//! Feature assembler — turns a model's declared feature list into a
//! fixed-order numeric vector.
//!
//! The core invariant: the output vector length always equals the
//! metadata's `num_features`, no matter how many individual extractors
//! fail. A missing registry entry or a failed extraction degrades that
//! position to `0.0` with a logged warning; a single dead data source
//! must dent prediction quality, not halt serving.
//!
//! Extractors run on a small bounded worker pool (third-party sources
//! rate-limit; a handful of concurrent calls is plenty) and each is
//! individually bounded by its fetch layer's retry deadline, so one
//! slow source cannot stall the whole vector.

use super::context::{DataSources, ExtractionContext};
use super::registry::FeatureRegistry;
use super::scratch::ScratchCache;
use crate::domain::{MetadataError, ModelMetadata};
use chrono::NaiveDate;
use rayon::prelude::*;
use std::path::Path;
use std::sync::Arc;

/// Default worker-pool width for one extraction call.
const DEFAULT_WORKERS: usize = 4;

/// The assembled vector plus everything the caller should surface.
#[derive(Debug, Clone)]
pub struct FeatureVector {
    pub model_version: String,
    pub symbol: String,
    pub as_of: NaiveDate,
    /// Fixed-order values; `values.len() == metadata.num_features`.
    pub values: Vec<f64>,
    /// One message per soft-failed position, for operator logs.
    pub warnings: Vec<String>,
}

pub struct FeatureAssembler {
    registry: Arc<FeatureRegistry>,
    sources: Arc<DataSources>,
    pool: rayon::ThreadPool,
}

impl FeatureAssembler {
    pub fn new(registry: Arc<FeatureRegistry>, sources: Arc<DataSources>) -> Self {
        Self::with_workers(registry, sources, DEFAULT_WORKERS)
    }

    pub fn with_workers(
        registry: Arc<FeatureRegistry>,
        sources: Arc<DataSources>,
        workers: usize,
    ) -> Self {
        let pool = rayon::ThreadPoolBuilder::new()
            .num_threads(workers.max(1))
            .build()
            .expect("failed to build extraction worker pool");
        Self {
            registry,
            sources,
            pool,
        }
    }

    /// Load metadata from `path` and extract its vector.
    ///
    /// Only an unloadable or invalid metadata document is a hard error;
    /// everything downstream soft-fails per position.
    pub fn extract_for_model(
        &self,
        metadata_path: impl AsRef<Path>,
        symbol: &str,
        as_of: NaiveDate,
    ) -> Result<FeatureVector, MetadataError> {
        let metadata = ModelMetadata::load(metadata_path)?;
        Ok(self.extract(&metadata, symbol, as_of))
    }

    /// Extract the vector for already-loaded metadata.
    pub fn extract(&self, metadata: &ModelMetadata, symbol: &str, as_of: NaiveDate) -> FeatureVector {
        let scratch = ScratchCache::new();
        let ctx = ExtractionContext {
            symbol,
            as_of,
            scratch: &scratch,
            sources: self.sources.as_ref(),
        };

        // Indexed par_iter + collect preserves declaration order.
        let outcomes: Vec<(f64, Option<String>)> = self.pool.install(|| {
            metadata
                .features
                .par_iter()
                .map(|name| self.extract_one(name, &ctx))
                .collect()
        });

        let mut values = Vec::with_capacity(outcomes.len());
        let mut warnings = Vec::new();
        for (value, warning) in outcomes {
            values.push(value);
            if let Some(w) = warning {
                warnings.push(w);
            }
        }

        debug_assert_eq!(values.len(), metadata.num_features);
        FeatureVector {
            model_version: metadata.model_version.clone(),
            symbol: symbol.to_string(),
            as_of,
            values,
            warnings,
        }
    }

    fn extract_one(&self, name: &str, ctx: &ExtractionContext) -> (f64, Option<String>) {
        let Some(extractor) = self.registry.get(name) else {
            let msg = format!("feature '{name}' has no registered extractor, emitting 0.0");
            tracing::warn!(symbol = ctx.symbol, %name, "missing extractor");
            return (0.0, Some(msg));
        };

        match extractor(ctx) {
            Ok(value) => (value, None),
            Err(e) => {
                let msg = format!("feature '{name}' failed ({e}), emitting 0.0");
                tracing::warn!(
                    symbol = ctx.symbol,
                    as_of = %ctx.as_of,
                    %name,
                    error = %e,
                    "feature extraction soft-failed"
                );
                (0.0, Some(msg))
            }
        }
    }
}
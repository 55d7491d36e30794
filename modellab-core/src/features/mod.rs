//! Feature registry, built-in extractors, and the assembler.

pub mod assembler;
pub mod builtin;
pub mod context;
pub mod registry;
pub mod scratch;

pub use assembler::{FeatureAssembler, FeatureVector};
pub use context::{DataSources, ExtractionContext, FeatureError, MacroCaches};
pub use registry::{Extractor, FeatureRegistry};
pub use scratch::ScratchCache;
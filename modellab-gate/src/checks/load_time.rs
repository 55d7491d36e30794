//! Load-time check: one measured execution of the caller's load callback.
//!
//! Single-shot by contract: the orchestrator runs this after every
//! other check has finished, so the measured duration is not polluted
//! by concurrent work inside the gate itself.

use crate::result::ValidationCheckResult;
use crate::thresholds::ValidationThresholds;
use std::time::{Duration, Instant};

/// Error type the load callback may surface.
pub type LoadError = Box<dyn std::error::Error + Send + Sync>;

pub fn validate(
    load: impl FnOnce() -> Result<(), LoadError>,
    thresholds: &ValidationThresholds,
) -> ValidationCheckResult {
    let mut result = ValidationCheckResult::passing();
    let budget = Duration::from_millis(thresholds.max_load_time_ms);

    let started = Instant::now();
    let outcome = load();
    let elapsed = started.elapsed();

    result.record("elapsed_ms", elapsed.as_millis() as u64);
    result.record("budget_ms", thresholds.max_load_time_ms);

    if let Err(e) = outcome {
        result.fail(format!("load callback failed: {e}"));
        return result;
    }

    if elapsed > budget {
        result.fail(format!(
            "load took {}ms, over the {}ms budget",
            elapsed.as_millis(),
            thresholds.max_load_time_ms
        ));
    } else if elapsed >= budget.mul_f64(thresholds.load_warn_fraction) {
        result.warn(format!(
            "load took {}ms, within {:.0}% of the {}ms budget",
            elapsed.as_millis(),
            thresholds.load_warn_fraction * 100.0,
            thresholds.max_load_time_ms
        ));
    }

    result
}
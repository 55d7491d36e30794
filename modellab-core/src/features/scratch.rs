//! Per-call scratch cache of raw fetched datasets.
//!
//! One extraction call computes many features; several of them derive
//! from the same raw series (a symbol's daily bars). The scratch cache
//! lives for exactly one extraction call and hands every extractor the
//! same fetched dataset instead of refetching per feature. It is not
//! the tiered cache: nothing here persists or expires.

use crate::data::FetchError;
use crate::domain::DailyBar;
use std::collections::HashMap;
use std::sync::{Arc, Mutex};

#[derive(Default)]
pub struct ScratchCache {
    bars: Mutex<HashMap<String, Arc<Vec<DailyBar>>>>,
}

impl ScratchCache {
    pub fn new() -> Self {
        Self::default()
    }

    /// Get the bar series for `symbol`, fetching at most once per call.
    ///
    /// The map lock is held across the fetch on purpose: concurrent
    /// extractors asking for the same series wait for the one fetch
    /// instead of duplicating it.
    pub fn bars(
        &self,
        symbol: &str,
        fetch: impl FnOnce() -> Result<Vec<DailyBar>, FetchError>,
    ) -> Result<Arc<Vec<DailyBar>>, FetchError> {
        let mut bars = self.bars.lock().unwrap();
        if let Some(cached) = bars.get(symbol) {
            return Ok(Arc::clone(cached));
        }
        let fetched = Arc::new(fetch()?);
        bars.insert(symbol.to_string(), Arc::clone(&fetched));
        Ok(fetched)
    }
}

+===+

■ Task to complete: Your reply must contain each entry, reproduced exactly.

■ Exercise solution:
//! Feature assembler — turns a model's declared feature list into a
//! fixed-order numeric vector.
//!
//! The core invariant: the output vector length always equals the
//! metadata's `num_features`, no matter how many individual extractors
//! fail. A missing registry entry or a failed extraction degrades that
//! position to `0.0` with a logged warning; a single dead data source
//! must dent prediction quality, not halt serving.
//!
//! Extractors run on a small bounded worker pool (third-party sources
//! rate-limit; a handful of concurrent calls is plenty) and each is
//! individually bounded by its fetch layer's retry deadline, so one
//! slow source cannot stall the whole vector.

use super::context::{DataSources, ExtractionContext};
use super::registry::FeatureRegistry;
use super::scratch::ScratchCache;
use crate::domain::{MetadataError, ModelMetadata};
use chrono::NaiveDate;
use rayon::prelude::*;
use std::path::Path;
use std::sync::Arc;

/// Default worker-pool width for one extraction call.
const DEFAULT_WORKERS: usize = 4;

/// The assembled vector plus everything the caller should surface.
#[derive(Debug, Clone)]
pub struct FeatureVector {
    pub model_version: String,
    pub symbol: String,
    pub as_of: NaiveDate,
    /// Fixed-order values; `values.len() == metadata.num_features`.
    pub values: Vec<f64>,
    /// One message per soft-failed position, for operator logs.
    pub warnings: Vec<String>,
}

pub struct FeatureAssembler {
    registry: Arc<FeatureRegistry>,
    sources: Arc<DataSources>,
    pool: rayon::ThreadPool,
}

impl FeatureAssembler {
    pub fn new(registry: Arc<FeatureRegistry>, sources: Arc<DataSources>) -> Self {
        Self::with_workers(registry, sources, DEFAULT_WORKERS)
    }

    pub fn with_workers(
        registry: Arc<FeatureRegistry>,
        sources: Arc<DataSources>,
        workers: usize,
    ) -> Self {
        let pool = rayon::ThreadPoolBuilder::new()
            .num_threads(workers.max(1))
            .build()
            .expect("failed to build extraction worker pool");
        Self {
            registry,
            sources,
            pool,
        }
    }

    /// Load metadata from `path` and extract its vector.
    ///
    /// Only an unloadable or invalid metadata document is a hard error;
    /// everything downstream soft-fails per position.
    pub fn extract_for_model(
        &self,
        metadata_path: impl AsRef<Path>,
        symbol: &str,
        as_of: NaiveDate,
    ) -> Result<FeatureVector, MetadataError> {
        let metadata = ModelMetadata::load(metadata_path)?;
        Ok(self.extract(&metadata, symbol, as_of))
    }

    /// Extract the vector for already-loaded metadata.
    pub fn extract(&self, metadata: &ModelMetadata, symbol: &str, as_of: NaiveDate) -> FeatureVector {
        let scratch = ScratchCache::new();
        let ctx = ExtractionContext {
            symbol,
            as_of,
            scratch: &scratch,
            sources: self.sources.as_ref(),
        };

        // Indexed par_iter + collect preserves declaration order.
        let outcomes: Vec<(f64, Option<String>)> = self.pool.install(|| {
            metadata
                .features
                .par_iter()
                .map(|name| self.extract_one(name, &ctx))
                .collect()
        });

        let mut values = Vec::with_capacity(outcomes.len());
        let mut warnings = Vec::new();
        for (value, warning) in outcomes {
            values.push(value);
            if let Some(w) = warning {
                warnings.push(w);
            }
        }

        debug_assert_eq!(values.len(), metadata.num_features);
        FeatureVector {
            model_version: metadata.model_version.clone(),
            symbol: symbol.to_string(),
            as_of,
            values,
            warnings,
        }
    }

    fn extract_one(&self, name: &str, ctx: &ExtractionContext) -> (f64, Option<String>) {
        let Some(extractor) = self.registry.get(name) else {
            let msg = format!("feature '{name}' has no registered extractor, emitting 0.0");
            tracing::warn!(symbol = ctx.symbol, %name, "missing extractor");
            return (0.0, Some(msg));
        };

        match extractor(ctx) {
            Ok(value) => (value, None),
            Err(e) => {
                let msg = format!("feature '{name}' failed ({e}), emitting 0.0");
                tracing::warn!(
                    symbol = ctx.symbol,
                    as_of = %ctx.as_of,
                    %name,
                    error = %e,
                    "feature extraction soft-failed"
                );
                (0.0, Some(msg))
            }
        }
    }
}
repository 55d7491d36e30794
filename modellab-core/src/features/mod.rs
//! Feature registry, built-in extractors, and the assembler.

pub mod assembler;
pub mod builtin;
pub mod context;
pub mod registry;
pub mod scratch;

pub use assembler::{FeatureAssembler, FeatureVector};
pub use context::{DataSources, ExtractionContext, FeatureError, MacroCaches};
pub use registry::{Extractor, FeatureRegistry};
pub use scratch::ScratchCache;
filename modellab-gate/src/checks/load_time.rs
repository 55d7491d36e30794
//! Load-time check: one measured execution of the caller's load callback.
//!
//! Single-shot by contract: the orchestrator runs this after every
//! other check has finished, so the measured duration is not polluted
//! by concurrent work inside the gate itself.

use crate::result::ValidationCheckResult;
use crate::thresholds::ValidationThresholds;
use std::time::{Duration, Instant};

/// Error type the load callback may surface.
pub type LoadError = Box<dyn std::error::Error + Send + Sync>;

pub fn validate(
    load: impl FnOnce() -> Result<(), LoadError>,
    thresholds: &ValidationThresholds,
) -> ValidationCheckResult {
    let mut result = ValidationCheckResult::passing();
    let budget = Duration::from_millis(thresholds.max_load_time_ms);

    let started = Instant::now();
    let outcome = load();
    let elapsed = started.elapsed();

    result.record("elapsed_ms", elapsed.as_millis() as u64);
    result.record("budget_ms", thresholds.max_load_time_ms);

    if let Err(e) = outcome {
        result.fail(format!("load callback failed: {e}"));
        return result;
    }

    if elapsed > budget {
        result.fail(format!(
            "load took {}ms, over the {}ms budget",
            elapsed.as_millis(),
            thresholds.max_load_time_ms
        ));
    } else if elapsed >= budget.mul_f64(thresholds.load_warn_fraction) {
        result.warn(format!(
            "load took {}ms, within {:.0}% of the {}ms budget",
            elapsed.as_millis(),
            thresholds.load_warn_fraction * 100.0,
            thresholds.max_load_time_ms
        ));
    }

    result
}
repository 55d7491d36e30794
filename modellab-core/src/features/scratch.rs
//! Per-call scratch cache of raw fetched datasets.
//!
//! One extraction call computes many features; several of them derive
//! from the same raw series (a symbol's daily bars). The scratch cache
//! lives for exactly one extraction call and hands every extractor the
//! same fetched dataset instead of refetching per feature. It is not
//! the tiered cache: nothing here persists or expires.

use crate::data::FetchError;
use crate::domain::DailyBar;
use std::collections::HashMap;
use std::sync::{Arc, Mutex};

#[derive(Default)]
pub struct ScratchCache {
    bars: Mutex<HashMap<String, Arc<Vec<DailyBar>>>>,
}

impl ScratchCache {
    pub fn new() -> Self {
        Self::default()
    }

    /// Get the bar series for `symbol`, fetching at most once per call.
    ///
    /// The map lock is held across the fetch on purpose: concurrent
    /// extractors asking for the same series wait for the one fetch
    /// instead of duplicating it.
    pub fn bars(
        &self,
        symbol: &str,
        fetch: impl FnOnce() -> Result<Vec<DailyBar>, FetchError>,
    ) -> Result<Arc<Vec<DailyBar>>, FetchError> {
        let mut bars = self.bars.lock().unwrap();
        if let Some(cached) = bars.get(symbol) {
            return Ok(Arc::clone(cached));
        }
        let fetched = Arc::new(fetch()?);
        bars.insert(symbol.to_string(), Arc::clone(&fetched));
        Ok(fetched)
    }
}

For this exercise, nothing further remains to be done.